On the Stability of the Motion of Saturn's Rings

Statement of the Problem

There are some questions in Astronomy, to which we are attracted rather on account of their peculiarity, as the possible illustration of some unknown principle, than from any direct advantage which their solution would afford to mankind. The theory of the Moon's inequalities, though in its first stages it presents theorems interesting to all students of mechanics, has been pursued into such intricacies of calculation as can be followed up only by those who can make the improvement of the Lunar Tables the object of their lives. The value of the labours of these men is recognized by all who are aware of the importance of such tables in Practical Astronomy and Navigation. The methods by which the results are obtained are admitted to be sound, and we leave to professional astronomers the labour and the merit of developing them.

The questions which are suggested by the appearance of Saturn's Rings cannot, in the present state of Astronomy, call forth so great an amount of labour among mathematicians. I am not aware that any practical use has been made of Saturn's Rings, either in Astronomy or in Navigation. They are too-distant, and too insignificant in mass, to produce any appreciable effect on the motion of other parts of the Solar system; and for this very reason it is difficult to determine those elements of their motion which we obtain so accurately in the case of bodies of greater mechanical importance.

But when we contemplate the Rings from a purely scientific point of view, they become the most remarkable bodies in the heavens, except, perhaps, those still less useful bodies - the spiral nebulae. When we have actually seen that great arch swung over the equator of the planet without any visible connection, we cannot bring our minds to rest. We cannot simply admit that such is the case, and describe it as one of the observed facts in nature, not admitting or requiring explanation. We must either explain its motion on the principles of mechanics, or admit that, in the realms of Saturn, there can be motion regulated by laws which we are unable to explain ...

We know, since it has been demonstrated by Laplace, that a uniform solid ring cannot revolve permanently about a planet. We propose in this Essay to determine the amount and nature of the irregularity which would be required to make a permanent rotation possible. We shall find that the stability of the motion of the ring would be ensured by loading the ring at one point with a heavy satellite about four and one-half times the weight of the ring, but this load, besides being inconsistent with the observed appearance of the rings, must be far too artificially adjusted to agree with the natural arrangements observed elsewhere, for a very small error in excess or defect would render the ring again unstable.

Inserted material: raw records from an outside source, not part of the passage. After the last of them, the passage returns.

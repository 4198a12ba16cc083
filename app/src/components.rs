//! This module serves as a container for the reusable UI components of the
//! application.
//!
//! Each sub-module within `components` defines a specific UI element, such as
//! the error page or the animated loader mark.

pub mod error_template;
pub mod loader;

We are, therefore, constrained to abandon the theory of a solid ring, and to consider the case of a ring, the parts of which are not rigidly connected, as in the case of a ring of independent satellites, or a fluid ring.

There is now no danger of the whole ring or any part of it being precipitated on the body of the planet. Every particle of the ring is now to be regarded as a satellite of Saturn, disturbed by the attraction of a ring of satellites at the same mean distance from the planet, each of which however is subject to slight displacements. The mutual action of the parts of the ring will be so small compared with the attraction of the planet, that no part of the ring can ever cease to move round Saturn as a satellite.

But the question now before us is altogether different from that relating to the solid ring. We have now to take account of variations in the form and arrangement of the parts of the ring, as well as its motion as a whole, and we have as yet no security that these variations may not accumulate till the ring entirely loses its original form, and collapses into one or more satellites, circulating round Saturn. In fact, such a result is one of the leading doctrines of the "nebular theory" of the formation of planetary systems: and we are familiar with the actual breaking up of fluid rings under the action of "capillary" force, in the beautiful experiments of M Plateau.

In this essay I have shown that such a destructive tendency actually exists, but that by the revolution of the ring it is converted into the condition of dynamical stability. As the scientific interest of Saturn's Rings depends at present mainly on this question of their stability, I have considered their motion rather as an illustration of general principles, than as a subject for elaborate calculation, and, therefore, I have confined myself to those parts of the subject which bear upon the question of the permanence of a given form of motion.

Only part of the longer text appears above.